For the word "owner", return each line of the data in which it occurs.

*** Opening Material provided ***

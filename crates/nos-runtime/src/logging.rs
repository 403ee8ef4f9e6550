//! Logging setup for the runtime binary.

use crate::config::LoggingConfig;
use thiserror::Error;
use tracing_subscriber::{layer::SubscriberExt, util::SubscriberInitExt, EnvFilter};

#[derive(Debug, Error)]
pub enum LoggingError {
    #[error("Invalid log filter: {0}")]
    Filter(String),

    #[error("Subscriber already installed: {0}")]
    Init(String),
}

/// Build the filter: `RUST_LOG` wins, then the configured level.
pub fn env_filter(config: &LoggingConfig) -> Result<EnvFilter, LoggingError> {
    EnvFilter::try_from_default_env()
        .or_else(|_| EnvFilter::try_new(&config.level))
        .map_err(|e| LoggingError::Filter(e.to_string()))
}

/// Install the global subscriber.
pub fn init_logging(config: &LoggingConfig) -> Result<(), LoggingError> {
    let filter = env_filter(config)?;

    if config.json {
        let json_layer = tracing_subscriber::fmt::layer()
            .json()
            .with_target(true)
            .with_thread_ids(true)
            .with_file(true)
            .with_line_number(true);

        tracing_subscriber::registry()
            .with(filter)
            .with(json_layer)
            .try_init()
            .map_err(|e| LoggingError::Init(e.to_string()))
    } else {
        let fmt_layer = tracing_subscriber::fmt::layer()
            .with_target(true)
            .with_thread_ids(true);

        tracing_subscriber::registry()
            .with(filter)
            .with(fmt_layer)
            .try_init()
            .map_err(|e| LoggingError::Init(e.to_string()))
    }
}
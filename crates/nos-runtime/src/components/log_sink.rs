//! # Log Sink
//!
//! The `log` subscriber of the infrastructure bus. Every `LOG_*` event,
//! whether raised by a component or forwarded from an application by the
//! gateway, ends up as a `tracing` event at the matching level.

use nos_bus::{EventHandler, EventView, InfraEngine};
use nos_types::{EventCategory, EventKind, EventPayload, InfraEvent, Status, SubscriberConfig};
use std::sync::atomic::{AtomicU64, Ordering};
use std::sync::{Arc, Weak};
use tracing::{debug, error, info, warn};

/// Subscriber name.
pub const LOG: &str = "log";

/// Severity of a log event.
#[derive(Debug, Clone, Copy, PartialEq, Eq)]
pub enum Severity {
    Debug,
    Info,
    Warn,
    Error,
    Fatal,
}

impl Severity {
    #[must_use]
    pub fn of(event: InfraEvent) -> Option<Self> {
        match event {
            InfraEvent::LogDebug => Some(Self::Debug),
            InfraEvent::LogInfo => Some(Self::Info),
            InfraEvent::LogWarn => Some(Self::Warn),
            InfraEvent::LogError => Some(Self::Error),
            InfraEvent::LogFatal => Some(Self::Fatal),
            _ => None,
        }
    }
}

/// Writes log events through `tracing`.
pub struct LogSink {
    engine: Weak<InfraEngine>,
    written: AtomicU64,
}

impl LogSink {
    #[must_use]
    pub fn new(engine: &Arc<InfraEngine>) -> Self {
        Self {
            engine: Arc::downgrade(engine),
            written: AtomicU64::new(0),
        }
    }

    /// Messages written so far.
    #[must_use]
    pub fn written(&self) -> u64 {
        self.written.load(Ordering::Relaxed)
    }

    /// Register on `engine` under [`LOG`].
    pub fn attach(engine: &Arc<InfraEngine>) -> Arc<Self> {
        let sink = Arc::new(Self::new(engine));
        engine.register_handler(LOG, sink.clone());
        sink
    }

    /// Descriptor subscribing to every log event.
    #[must_use]
    pub fn subscriber() -> SubscriberConfig {
        InfraEvent::in_category(EventCategory::Log)
            .into_iter()
            .fold(
                SubscriberConfig::new(LOG).with_status(Status::Enabled),
                |cfg, event| cfg.inbound(event.to_string().as_str()),
            )
    }

    fn source(&self, publisher: u32) -> String {
        self.engine
            .upgrade()
            .and_then(|engine| {
                engine
                    .list()
                    .into_iter()
                    .find(|s| s.id == publisher)
                    .map(|s| s.name)
            })
            .unwrap_or_else(|| publisher.to_string())
    }
}

impl EventHandler<InfraEvent> for LogSink {
    fn handle(&self, view: EventView<'_, InfraEvent>) -> i32 {
        let Some(severity) = Severity::of(view.event()) else {
            return 0;
        };
        let EventPayload::Log(msg) = view.payload() else {
            return 0;
        };
        let source = self.source(view.publisher());
        let msg = msg.trim_end();

        match severity {
            Severity::Debug => debug!(target: "nos::log", source = %source, "{}", msg),
            Severity::Info => info!(target: "nos::log", source = %source, "{}", msg),
            Severity::Warn => warn!(target: "nos::log", source = %source, "{}", msg),
            Severity::Error => error!(target: "nos::log", source = %source, "{}", msg),
            Severity::Fatal => error!(target: "nos::log", source = %source, fatal = true, "{}", msg),
        }
        self.written.fetch_add(1, Ordering::Relaxed);
        0
    }
}
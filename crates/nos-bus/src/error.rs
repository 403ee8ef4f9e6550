//! # Error Types
//!
//! Every failure the engine reports. None of them is fatal to the process.

use nos_types::{PayloadKind, PolicyError, RegistryError};
use thiserror::Error;

/// Errors returned by `raise` and `query`.
#[derive(Debug, Clone, PartialEq, Eq, Error)]
pub enum DispatchError {
    /// The publisher may not emit this event type.
    #[error("Unauthorized: publisher {publisher} may not raise {event}")]
    Unauthorized { publisher: u32, event: String },

    /// `raise` was used for a request-response type or `query` for any
    /// other type.
    #[error("{event} cannot be dispatched this way")]
    WrongCategory { event: String },

    /// The payload does not match the event type's payload kind.
    #[error("{event} carries {expected:?}, got {given:?}")]
    PayloadMismatch {
        event: String,
        expected: PayloadKind,
        given: PayloadKind,
    },
}

impl DispatchError {
    /// Value reported in the `return` field of a reply record.
    #[must_use]
    pub fn code(&self) -> i32 {
        -1
    }
}

/// Errors encoding or decoding transport records.
#[derive(Debug, Error)]
pub enum CodecError {
    #[error("Invalid JSON: {0}")]
    Json(#[from] serde_json::Error),

    #[error("Record is not a JSON object")]
    NotAnObject,

    #[error("Missing field '{0}'")]
    MissingField(&'static str),

    #[error("Record carries publisher id 0")]
    ZeroId,

    #[error("Unknown event type {0}")]
    UnknownEvent(u64),
}

/// Errors talking to a remote peer.
#[derive(Debug, Error)]
pub enum TransportError {
    #[error("No {0} address configured")]
    NoAddress(&'static str),

    #[error("Cannot connect to {addr}: {source}")]
    Connect {
        addr: String,
        #[source]
        source: std::io::Error,
    },

    #[error("I/O error: {0}")]
    Io(#[from] std::io::Error),

    #[error("Peer closed the connection")]
    Closed,

    #[error("Endpoint released during the call")]
    Released,

    #[error(transparent)]
    Codec(#[from] CodecError),
}

/// Reasons a handshake is refused.
#[derive(Debug, Clone, PartialEq, Eq, Error)]
pub enum HandshakeError {
    #[error("Malformed handshake record")]
    Malformed,

    #[error("Empty identity (id {id}, name '{name}')")]
    EmptyIdentity { id: u32, name: String },

    #[error("No remote subscriber with id {id} (given name '{name}')")]
    UnknownId { id: u32, name: String },

    #[error("Name mismatch for id {id}: expected '{expected}', given '{given}'")]
    NameMismatch {
        id: u32,
        expected: String,
        given: String,
    },

    #[error("{0} is disabled")]
    Disabled(String),
}

/// Errors from administrative operations.
#[derive(Debug, Clone, PartialEq, Eq, Error)]
pub enum AdminError {
    #[error("{0} does not exist")]
    UnknownSubscriber(String),

    #[error("{0} is disabled")]
    Disabled(String),

    #[error("{0} is a remote subscriber; it activates by handshake")]
    RemoteActivation(String),

    #[error("Failed to activate {name}: {reason}")]
    Activation { name: String, reason: String },

    #[error("{name} has no policy #{index} ({count} defined)")]
    PolicyIndex {
        name: String,
        index: usize,
        count: usize,
    },

    #[error("{0} already holds the maximum number of policies")]
    TooManyPolicies(String),

    #[error(transparent)]
    Policy(#[from] PolicyError),

    #[error(transparent)]
    Registry(#[from] RegistryError),
}
use crate::vector_index::{FaceIndex, IndexError, check_dimension, cosine_similarity};
use async_trait::async_trait;
use common_types::{FaceRecord, ObjectRef, ScoredFace};
use std::collections::{BTreeMap, HashSet};
use std::sync::atomic::{AtomicUsize, Ordering};
use tokio::sync::RwLock;
use uuid::Uuid;

/// Exact-search index kept in memory. Counts upsert calls so tests can assert on them.
#[derive(Debug)]
pub struct InMemoryFaceIndex {
    dimension: usize,
    records: RwLock<BTreeMap<Uuid, FaceRecord>>,
    upsert_calls: AtomicUsize,
}

impl InMemoryFaceIndex {
    #[must_use]
    pub fn new(dimension: usize) -> Self {
        Self {
            dimension,
            records: RwLock::new(BTreeMap::new()),
            upsert_calls: AtomicUsize::new(0),
        }
    }

    pub fn upsert_calls(&self) -> usize {
        self.upsert_calls.load(Ordering::SeqCst)
    }

    pub async fn len(&self) -> usize {
        self.records.read().await.len()
    }

    pub async fn is_empty(&self) -> bool {
        self.records.read().await.is_empty()
    }

    pub async fn ids(&self) -> Vec<Uuid> {
        self.records.read().await.keys().copied().collect()
    }

    pub async fn get(&self, id: &Uuid) -> Option<FaceRecord> {
        self.records.read().await.get(id).cloned()
    }
}

fn is_owned_by(record: &FaceRecord, owner: &ObjectRef) -> bool {
    record.payload.bucket == owner.bucket && record.payload.object_key == owner.key
}

#[async_trait]
impl FaceIndex for InMemoryFaceIndex {
    fn dimension(&self) -> usize {
        self.dimension
    }

    async fn ensure_collection(&self) -> Result<(), IndexError> {
        Ok(())
    }

    async fn upsert(&self, records: &[FaceRecord]) -> Result<usize, IndexError> {
        for record in records {
            check_dimension(self.dimension, record.embedding.len())?;
        }
        self.upsert_calls.fetch_add(1, Ordering::SeqCst);
        let mut stored = self.records.write().await;
        for record in records {
            stored.insert(record.id, record.clone());
        }
        Ok(records.len())
    }

    async fn delete_where(&self, owner: &ObjectRef) -> Result<u64, IndexError> {
        let mut stored = self.records.write().await;
        let before = stored.len();
        stored.retain(|_, r| !is_owned_by(r, owner));
        Ok((before - stored.len()) as u64)
    }

    async fn prune(&self, owner: &ObjectRef, keep: &[Uuid]) -> Result<u64, IndexError> {
        let keep: HashSet<&Uuid> = keep.iter().collect();
        let mut stored = self.records.write().await;
        let before = stored.len();
        stored.retain(|id, r| !is_owned_by(r, owner) || keep.contains(id));
        Ok((before - stored.len()) as u64)
    }

    async fn search(
        &self,
        query: &[f32],
        limit: usize,
        score_threshold: f32,
    ) -> Result<Vec<ScoredFace>, IndexError> {
        check_dimension(self.dimension, query.len())?;
        let stored = self.records.read().await;
        let mut hits: Vec<ScoredFace> = stored
            .values()
            .map(|record| ScoredFace {
                score: cosine_similarity(query, &record.embedding),
                record: record.clone(),
            })
            .filter(|hit| hit.score >= score_threshold)
            .collect();
        hits.sort_by(|a, b| b.score.total_cmp(&a.score));
        hits.truncate(limit);
        Ok(hits)
    }

    async fn count_for(&self, owner: &ObjectRef) -> Result<u64, IndexError> {
        Ok(self
            .records
            .read()
            .await
            .values()
            .filter(|r| is_owned_by(r, owner))
            .count() as u64)
    }
}
use crate::database::jobs::JobType;
use app_state::AppSettings;
use bon::builder;
use color_eyre::eyre::Result;
use common_types::{EventKind, MediaKind};
use serde::Serialize;
use serde_json::to_value;
use sqlx::{PgPool, PgTransaction};
use tracing::{info, warn};

/// Enqueues a job for one object event.
///
/// Returns `false` when an identical job is already queued.
///
/// # Errors
///
/// Returns an error if the database transaction fails.
#[builder]
pub async fn enqueue_job<T: Serialize + Send + Sync>(
    #[builder(start_fn)] pool: &PgPool,
    #[builder(start_fn)] settings: &AppSettings,
    #[builder(start_fn)] job_type: JobType,
    #[builder(into)] bucket: String,
    #[builder(into)] object_key: String,
    event_kind: EventKind,
    payload: Option<&T>,
) -> Result<bool> {
    let json_payload = payload.and_then(|p| to_value(p).ok());

    let mut tx = pool.begin().await?;

    if job_type == JobType::MediaEvent {
        per_event_logic(&mut tx, event_kind, &bucket, &object_key).await?;
    }

    let is_video = settings.media.classify(&object_key) == MediaKind::Video;
    let priority = job_type.get_priority(event_kind, is_video);

    let result = sqlx::query(
        r"
        INSERT INTO jobs (job_type, bucket, object_key, event_kind, payload, priority, max_attempts)
        VALUES ($1, $2, $3, $4, $5, $6, $7)
        ON CONFLICT (job_type, bucket, object_key, event_kind)
        WHERE (status = 'queued')
        DO NOTHING
        ",
    )
    .bind(job_type)
    .bind(&bucket)
    .bind(&object_key)
    .bind(event_kind)
    .bind(&json_payload)
    .bind(priority)
    .bind(settings.queue.max_attempts)
    .execute(&mut *tx)
    .await?;

    tx.commit().await?;

    if result.rows_affected() == 0 {
        warn!(
            "Not enqueueing {:?} job for {}/{} ({:?}), a queued one already exists.",
            job_type, bucket, object_key, event_kind
        );
        return Ok(false);
    }

    info!(
        "Enqueued {:?} job for {}/{} ({:?}), payload: {:?}",
        job_type, bucket, object_key, event_kind, json_payload
    );

    Ok(true)
}

/// Keeps creation and removal of the same object from both running.
///
/// * A removal cancels queued and running creation jobs for that object.
/// * A creation cancels queued removal jobs for that object.
pub async fn per_event_logic(
    tx: &mut PgTransaction<'_>,
    event_kind: EventKind,
    bucket: &str,
    object_key: &str,
) -> Result<()> {
    let (cancel_kind, statuses): (EventKind, &[&str]) = match event_kind {
        EventKind::Removed => (EventKind::Created, &["queued", "running"]),
        EventKind::Created => (EventKind::Removed, &["queued"]),
    };

    let result = sqlx::query(
        r"
        UPDATE jobs
        SET status = 'cancelled', finished_at = now()
        WHERE
            bucket = $1
            AND object_key = $2
            AND job_type = 'media_event'
            AND event_kind = $3
            AND status::text = ANY($4)
        ",
    )
    .bind(bucket)
    .bind(object_key)
    .bind(cancel_kind)
    .bind(statuses)
    .execute(&mut **tx)
    .await?;

    if result.rows_affected() > 0 {
        info!(
            "Cancelled {} {:?} job(s) for {}/{}",
            result.rows_affected(),
            cancel_kind,
            bucket,
            object_key
        );
    }

    Ok(())
}
use app_state::load_app_settings;
use clap::Parser;
use color_eyre::Result;
use common_services::database::get_db_pool;
use common_services::object_store::S3ObjectStore;
use common_services::startup::retry_startup;
use listener::backfill::backfill_bucket;
use listener::listener::start_listening;
use tracing::Level;
use tracing_subscriber::FmtSubscriber;

#[derive(Parser, Debug)]
#[command(version, about, long_about = None)]
struct Args {
    /// Enqueue every object already in the bucket, then exit.
    #[clap(long, default_value_t = false, action)]
    backfill: bool,
}

#[tokio::main]
async fn main() -> Result<()> {
    color_eyre::install()?;
    let args = Args::parse();
    let settings = load_app_settings()?;

    let subscriber = FmtSubscriber::builder()
        .with_max_level(settings.logging.level.parse().unwrap_or(Level::INFO))
        .finish();
    tracing::subscriber::set_global_default(subscriber)?;

    let pool = retry_startup(&settings.startup, "database", || {
        get_db_pool(&settings.database, true)
    })
    .await?;

    if args.backfill {
        let store = S3ObjectStore::new(&settings.object_store);
        backfill_bucket(&pool, &settings, &store).await?;
        return Ok(());
    }

    start_listening(pool, settings).await;
    Ok(())
}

*** Closing Material provided ***

● **Response**:
fn is_owned_by(record: &FaceRecord, owner: &ObjectRef) -> bool {
    record.payload.bucket == owner.bucket && record.payload.object_key == owner.key
    async fn delete_where(&self, owner: &ObjectRef) -> Result<u64, IndexError> {
        stored.retain(|_, r| !is_owned_by(r, owner));
    async fn prune(&self, owner: &ObjectRef, keep: &[Uuid]) -> Result<u64, IndexError> {
        stored.retain(|id, r| !is_owned_by(r, owner) || keep.contains(id));
    async fn count_for(&self, owner: &ObjectRef) -> Result<u64, IndexError> {
            .filter(|r| is_owned_by(r, owner))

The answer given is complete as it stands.